Western powers have imposed sanctions on Iran's oil trade to press it to halt nuclear work they fear is aimed at developing the capability to build nuclear bombs. Iran denies the charge, saying its atomic activities are purely for peaceful purposes.
The U.S. and Israel have not ruled out military action if diplomacy fails to resolve the dispute.
Although the Iranian air drills come just days after the Pentagon's announcement, the exercises appear to have been planned well in advance.
In September, Farzad Esmaili, commander of the army's air defense force, said Iran was planning a large-scale air drill in coming months.
Various radar and other fixed, tactical and airborne surveillance systems would participate, Esmaili told the state-run Islamic Republic News Agency on Thursday. The exercise will also test bombers, refueling planes and unmanned aircraft, Esmaili said.

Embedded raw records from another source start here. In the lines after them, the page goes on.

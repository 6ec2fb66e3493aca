//! On-disk formats: graph instances, dataset manifests, reference
//! solutions.

mod dataset;
mod load;

pub use dataset::{
    load_manifest, load_reference, InstanceEntry, Manifest, ReferenceSolution,
};
pub use load::{load_graph, save_graph, GraphFile};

Iranian media said on Monday that F-4, F-5, F-7, and F-14 fighters would take part.
Shahram told IRNA the drills would also focus on improving coordination between Iran's military and the elite Islamic Revolutionary Guard Corps.
On Sunday, Revolutionary Guards Brig. Gen. Amir Ali Hajizadeh said Iran believed the U.S. drone was gathering intelligence on oil tankers off its shores.
Mohammad Ali Jafari, the Guards' top commander, said his forces had acted well in repelling the drone. "If such intrusions take place in the future, we will protect our airspace," Jafari said on Sunday, according to Press TV.
Iranian officials have threatened to strike U.S. military bases in the region and target Israel if the country is attacked.
On Sunday, Iranian Vice President Mohammad Reza Rahimi said, "Tehran will break President Obama's grasping hands, and we will succeed in overcoming international sanctions."
Iran has carried out a number of military simulations this year, including the "Great Prophet 7" missile exercises in July.